I want to deal now with the reports of the Constitutional Affairs Committee—the third report of 2005-06 on compensation culture, in which there is a substantial section about the Bill, and the fifth report on the Bill itself, which is, in effect, a report of the response from the right hon. Member for Liverpool, Wavertree (Jane Kennedy), who was then Minister of State with responsibility for quality and patient safety in the Department of Health. She used her response to clarify a number of issues and we commented briefly on those in the fifth report.

Many of the issues in the third report will come up again on Thursday when we debate the Compensation Bill and I hope to refer to those matters then. The report addresses issues relating to the so-called compensation culture, which is sometimes adduced in respect of the Bill and the NHS generally. It was my Committee’s conclusion that there is not a compensation culture that is driven by an increase in personal injury claims. The evidence does not point to that. There are many problems in relation to excess risk aversion in many parts of the public sector and elsewhere, but they may be driven by a whole lot of other factors, rather than by an actual increase in personal injury litigation. There is considerable confusion in the media on that point.

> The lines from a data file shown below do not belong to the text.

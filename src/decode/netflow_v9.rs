//! NetFlow v9 decoder.
//!
//! Template flowsets populate a per-(exporter, source id) template cache;
//! data flowsets decode against it. Data arriving before its template is
//! reported as a decode error and dropped, which on a healthy exporter
//! resolves itself within one template refresh interval.

use std::net::SocketAddr;

use tracing::debug;

use super::{record_to_flow, Decoder, Reader, TemplateCache, TemplateField};
use crate::error::DecodeError;
use crate::flow::Flow;

const VERSION: u16 = 9;

const FLOWSET_TEMPLATE: u16 = 0;
const FLOWSET_OPTIONS_TEMPLATE: u16 = 1;

const PROTOCOL: &str = "netflow_v9";

#[derive(Debug, Default)]
pub struct NetflowV9Decoder {
    templates: TemplateCache,
}

impl NetflowV9Decoder {
    pub fn new() -> Self {
        NetflowV9Decoder::default()
    }
}

impl Decoder for NetflowV9Decoder {
    fn name(&self) -> &'static str {
        PROTOCOL
    }

    fn decode(
        &mut self,
        data: &[u8],
        from: SocketAddr,
        _now: i64,
    ) -> Result<Vec<Flow>, DecodeError> {
        let mut r = Reader::new(data, PROTOCOL);

        let version = r.u16()?;
        if version != VERSION {
            return Err(DecodeError::UnsupportedVersion {
                protocol: PROTOCOL,
                version,
            });
        }
        let _count = r.u16()?;
        let _sys_uptime = r.u32()?;
        let unix_secs = r.u32()?;
        let _sequence = r.u32()?;
        let source_id = r.u32()?;

        let exporter = from.ip();
        let timestamp = i64::from(unix_secs);
        let mut flows = Vec::new();
        let mut missing_template = None;

        while r.remaining() >= 4 {
            let set_id = r.u16()?;
            let set_len = r.u16()? as usize;
            if set_len < 4 {
                return Err(DecodeError::InvalidField {
                    protocol: PROTOCOL,
                    field: "flowset length",
                    reason: set_len.to_string(),
                });
            }
            let set = r.take(set_len - 4)?;

            match set_id {
                FLOWSET_TEMPLATE => self.decode_templates(set, exporter, source_id)?,
                FLOWSET_OPTIONS_TEMPLATE => {}
                id if id > 255 => {
                    match self.templates.get(exporter, source_id, id) {
                        Some(fields) => decode_data_set(set, fields, exporter, timestamp, &mut flows),
                        None => {
                            missing_template.get_or_insert(DecodeError::UnknownTemplate {
                                protocol: PROTOCOL,
                                template_id: id,
                                source_id,
                            });
                        }
                    }
                }
                _ => {}
            }
        }

        // A packet that produced nothing because its templates are unknown
        // is a decode error; mixed packets still deliver what decoded.
        match missing_template {
            Some(err) if flows.is_empty() => Err(err),
            Some(err) => {
                debug!(%exporter, %err, "skipped flowset in mixed packet");
                Ok(flows)
            }
            None => Ok(flows),
        }
    }
}

impl NetflowV9Decoder {
    fn decode_templates(
        &mut self,
        set: &[u8],
        exporter: std::net::IpAddr,
        source_id: u32,
    ) -> Result<(), DecodeError> {
        let mut r = Reader::new(set, PROTOCOL);
        while r.remaining() >= 4 {
            let template_id = r.u16()?;
            let field_count = r.u16()?;
            let mut fields = Vec::with_capacity(usize::from(field_count));
            for _ in 0..field_count {
                fields.push(TemplateField {
                    id: r.u16()?,
                    len: r.u16()?,
                });
            }
            self.templates.insert(exporter, source_id, template_id, fields);
        }
        Ok(())
    }
}

fn decode_data_set(
    set: &[u8],
    fields: &[TemplateField],
    exporter: std::net::IpAddr,
    timestamp: i64,
    flows: &mut Vec<Flow>,
) {
    let record_len = TemplateCache::record_len(fields);
    if record_len == 0 {
        return;
    }
    // Anything shorter than a record at the tail is padding.
    let mut rest = set;
    while rest.len() >= record_len {
        let (record, tail) = rest.split_at(record_len);
        rest = tail;
        if let Some(fl) = record_to_flow(fields, record, exporter, timestamp) {
            flows.push(fl);
        }
    }
}

#[cfg(test)]
mod tests {
    use super::*;
    use crate::decode::ie;
    use std::net::IpAddr;

    fn push_u16(buf: &mut Vec<u8>, v: u16) {
        buf.extend_from_slice(&v.to_be_bytes());
    }

    fn push_u32(buf: &mut Vec<u8>, v: u32) {
        buf.extend_from_slice(&v.to_be_bytes());
    }

    fn header(count: u16, unix_secs: u32, source_id: u32) -> Vec<u8> {
        let mut buf = Vec::new();
        push_u16(&mut buf, 9);
        push_u16(&mut buf, count);
        push_u32(&mut buf, 100_000); // sys uptime
        push_u32(&mut buf, unix_secs);
        push_u32(&mut buf, 1); // sequence
        push_u32(&mut buf, source_id);
        buf
    }

    fn template_flowset(template_id: u16) -> Vec<u8> {
        let fields: &[(u16, u16)] = &[
            (ie::IPV4_SRC_ADDR, 4),
            (ie::IPV4_DST_ADDR, 4),
            (ie::IN_BYTES, 4),
            (ie::IN_PKTS, 4),
            (ie::PROTOCOL, 1),
            (ie::L4_SRC_PORT, 2),
            (ie::L4_DST_PORT, 2),
            (ie::INPUT_SNMP, 2),
            (ie::OUTPUT_SNMP, 2),
        ];
        let mut body = Vec::new();
        push_u16(&mut body, template_id);
        push_u16(&mut body, fields.len() as u16);
        for (id, len) in fields {
            push_u16(&mut body, *id);
            push_u16(&mut body, *len);
        }

        let mut set = Vec::new();
        push_u16(&mut set, 0); // template flowset
        push_u16(&mut set, (body.len() + 4) as u16);
        set.extend_from_slice(&body);
        set
    }

    fn data_flowset(template_id: u16) -> Vec<u8> {
        let mut record = Vec::new();
        record.extend_from_slice(&[10, 0, 0, 1]);
        record.extend_from_slice(&[30, 0, 0, 1]);
        push_u32(&mut record, 1000);
        push_u32(&mut record, 2);
        record.push(6);
        push_u16(&mut record, 12345);
        push_u16(&mut record, 443);
        push_u16(&mut record, 1);
        push_u16(&mut record, 3);

        let mut set = Vec::new();
        push_u16(&mut set, template_id);
        push_u16(&mut set, (record.len() + 4) as u16);
        set.extend_from_slice(&record);
        set
    }

    fn from() -> SocketAddr {
        "1.2.3.4:2055".parse().unwrap()
    }

    #[test]
    fn test_template_then_data() {
        let mut decoder = NetflowV9Decoder::new();

        let mut packet = header(1, 3600, 7);
        packet.extend_from_slice(&template_flowset(256));
        assert!(decoder.decode(&packet, from(), 0).unwrap().is_empty());

        let mut packet = header(1, 3600, 7);
        packet.extend_from_slice(&data_flowset(256));
        let flows = decoder.decode(&packet, from(), 0).unwrap();

        assert_eq!(flows.len(), 1);
        let fl = &flows[0];
        assert_eq!(fl.agent, "1.2.3.4".parse::<IpAddr>().unwrap());
        assert_eq!(fl.src_addr, "10.0.0.1".parse::<IpAddr>().unwrap());
        assert_eq!(fl.size, 1000);
        assert_eq!(fl.packets, 2);
        assert_eq!(fl.int_in, 1);
        assert_eq!(fl.int_out, 3);
        assert_eq!(fl.timestamp, 3600);
    }

    #[test]
    fn test_template_and_data_in_one_packet() {
        let mut decoder = NetflowV9Decoder::new();
        let mut packet = header(2, 3600, 7);
        packet.extend_from_slice(&template_flowset(256));
        packet.extend_from_slice(&data_flowset(256));
        assert_eq!(decoder.decode(&packet, from(), 0).unwrap().len(), 1);
    }

    #[test]
    fn test_data_without_template_is_an_error() {
        let mut decoder = NetflowV9Decoder::new();
        let mut packet = header(1, 3600, 7);
        packet.extend_from_slice(&data_flowset(256));
        let err = decoder.decode(&packet, from(), 0).unwrap_err();
        assert!(matches!(
            err,
            DecodeError::UnknownTemplate {
                template_id: 256,
                source_id: 7,
                ..
            }
        ));
    }

    #[test]
    fn test_templates_are_per_source_id() {
        let mut decoder = NetflowV9Decoder::new();

        let mut packet = header(1, 3600, 7);
        packet.extend_from_slice(&template_flowset(256));
        decoder.decode(&packet, from(), 0).unwrap();

        // Same template id, different observation domain: no template.
        let mut packet = header(1, 3600, 8);
        packet.extend_from_slice(&data_flowset(256));
        assert!(matches!(
            decoder.decode(&packet, from(), 0).unwrap_err(),
            DecodeError::UnknownTemplate { source_id: 8, .. }
        ));
    }

    #[test]
    fn test_mixed_packet_keeps_decodable_flowsets() {
        let mut decoder = NetflowV9Decoder::new();

        let mut packet = header(1, 3600, 7);
        packet.extend_from_slice(&template_flowset(256));
        decoder.decode(&packet, from(), 0).unwrap();

        // One decodable data flowset, one without a template: the former
        // survives.
        let mut packet = header(2, 3600, 7);
        packet.extend_from_slice(&data_flowset(256));
        packet.extend_from_slice(&data_flowset(257));
        assert_eq!(decoder.decode(&packet, from(), 0).unwrap().len(), 1);
    }

    #[test]
    fn test_wrong_version() {
        let mut packet = header(0, 0, 0);
        packet[1] = 5;
        let err = NetflowV9Decoder::new()
            .decode(&packet, from(), 0)
            .unwrap_err();
        assert!(matches!(err, DecodeError::UnsupportedVersion { version: 5, .. }));
    }
}
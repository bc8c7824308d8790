//! HTTP frontend.
//!
//! Serves the query surface (`/query` as CSV), the Prometheus exposition
//! (`/metrics`), and the small JSON endpoints (`/varz`, `/protocols`,
//! `/routers`). Query execution blocks on the database's worker pool, so
//! handlers push it onto the blocking thread pool.

pub mod prometheus;

use std::collections::HashMap;
use std::sync::Arc;

use axum::extract::{Query as Params, State};
use axum::http::{header, StatusCode};
use axum::response::{IntoResponse, Response};
use axum::routing::get;
use axum::{Json, Router};
use serde::Serialize;
use tracing::info;

use crate::database::{translate_query, FlowDatabase, QueryExt};
use crate::error::QueryError;

#[derive(Clone)]
pub struct AppState {
    pub fdb: Arc<FlowDatabase>,
}

pub fn router(fdb: Arc<FlowDatabase>) -> Router {
    Router::new()
        .route("/query", get(query_handler))
        .route("/metrics", get(prometheus::metrics_handler))
        .route("/varz", get(varz_handler))
        .route("/protocols", get(protocols_handler))
        .route("/routers", get(routers_handler))
        .with_state(AppState { fdb })
}

/// Bind and serve until the process exits.
pub async fn serve(listen: String, fdb: Arc<FlowDatabase>) -> std::io::Result<()> {
    let listener = tokio::net::TcpListener::bind(&listen).await?;
    info!(%listen, "frontend listening");
    axum::serve(listener, router(fdb)).await
}

async fn query_handler(
    State(state): State<AppState>,
    Params(params): Params<HashMap<String, String>>,
) -> Response {
    let Some(raw) = params.get("q") else {
        return (StatusCode::UNPROCESSABLE_ENTITY, "q parameter missing\n").into_response();
    };

    let ext: QueryExt = match serde_json::from_str(raw) {
        Ok(ext) => ext,
        Err(err) => return (StatusCode::UNPROCESSABLE_ENTITY, format!("{err}\n")).into_response(),
    };
    let query = match translate_query(&ext) {
        Ok(q) => q,
        Err(err) => {
            return (
                StatusCode::UNPROCESSABLE_ENTITY,
                format!("Unable to translate query: {err}\n"),
            )
                .into_response()
        }
    };

    let fdb = Arc::clone(&state.fdb);
    let result = tokio::task::spawn_blocking(move || fdb.run_query(&query)).await;

    let result = match result {
        Ok(Ok(result)) => result,
        Ok(Err(err @ QueryError::AgentCriteriaNotFound)) => {
            return (StatusCode::UNPROCESSABLE_ENTITY, format!("{err}\n")).into_response()
        }
        Ok(Err(err)) => {
            return (
                StatusCode::INTERNAL_SERVER_ERROR,
                format!("Query failed: {err}\n"),
            )
                .into_response()
        }
        Err(err) => {
            return (
                StatusCode::INTERNAL_SERVER_ERROR,
                format!("Query failed: {err}\n"),
            )
                .into_response()
        }
    };

    if result.is_empty() {
        return StatusCode::NO_CONTENT.into_response();
    }

    let mut body = Vec::new();
    if let Err(err) = result.write_csv(&mut body) {
        return (
            StatusCode::INTERNAL_SERVER_ERROR,
            format!("Unable to render result: {err}\n"),
        )
            .into_response();
    }

    ([(header::CONTENT_TYPE, "text/csv")], body).into_response()
}

async fn varz_handler(State(state): State<AppState>) -> Response {
    Json(state.fdb.stats().snapshot()).into_response()
}

async fn protocols_handler(State(state): State<AppState>) -> Response {
    Json(state.fdb.protocols().all()).into_response()
}

#[derive(Serialize)]
struct RouterInfo {
    name: String,
    ip_address: String,
}

async fn routers_handler(State(state): State<AppState>) -> Response {
    let routers: Vec<RouterInfo> = state
        .fdb
        .agents()
        .iter()
        .map(|a| RouterInfo {
            name: a.name.clone(),
            ip_address: a.ip_address.to_string(),
        })
        .collect();
    Json(routers).into_response()
}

In looking at the NHS Redress Bill, we raised a number of issues and I want to touch on some of them. We referred particularly to the total lack of detail in the Bill and its heavy dependence on secondary legislation and on non-statutory schemes to fill out that secondary legislation. That is a far from satisfactory way of legislating. It leaves the House making quite major decisions without knowing how they will work in practice and, in this case, without seeing even the draft secondary legislation that would be involved. It is quite a dangerous trend in Government to create framework legislation—we have seen it in many other areas too—that leaves the House making decisions of vague general principle and being able to deal with quite important aspects of the legislation only by way of orders. As hon. Members must be aware, even the affirmative procedure is profoundly unsatisfactory if a specific defect is found, but Members do not want to vote out the order completely because they do not want to prevent a scheme or a piece of legislation from coming into operation. The negative procedure is wholly inadequate in many such instances because hon. Members are unable even to cast a vote on measures, let alone secure the amendment of something that they consider to be fundamentally unsatisfactory. The Committee was thus critical of such a lack of detail.

The Committee was presented with no compelling evidence that doctors and lawyers will be prepared to work for fixed fees and was not told what those fixed fees might be. The Government’s response made reference to fixed fees payable by the Legal Services Commission, but those fees are likely to be lower than those payable for private work. It is not apparent whether the Department expects lawyers to work for fixed fees at LSC rates, or whether participants will be able to go only to the LSC to pursue their grievance. Reference was made earlier in the debate to the problem that will arise if the LSC effectively acts as a gatekeeper to the scheme for anyone who would be eligible for legal aid.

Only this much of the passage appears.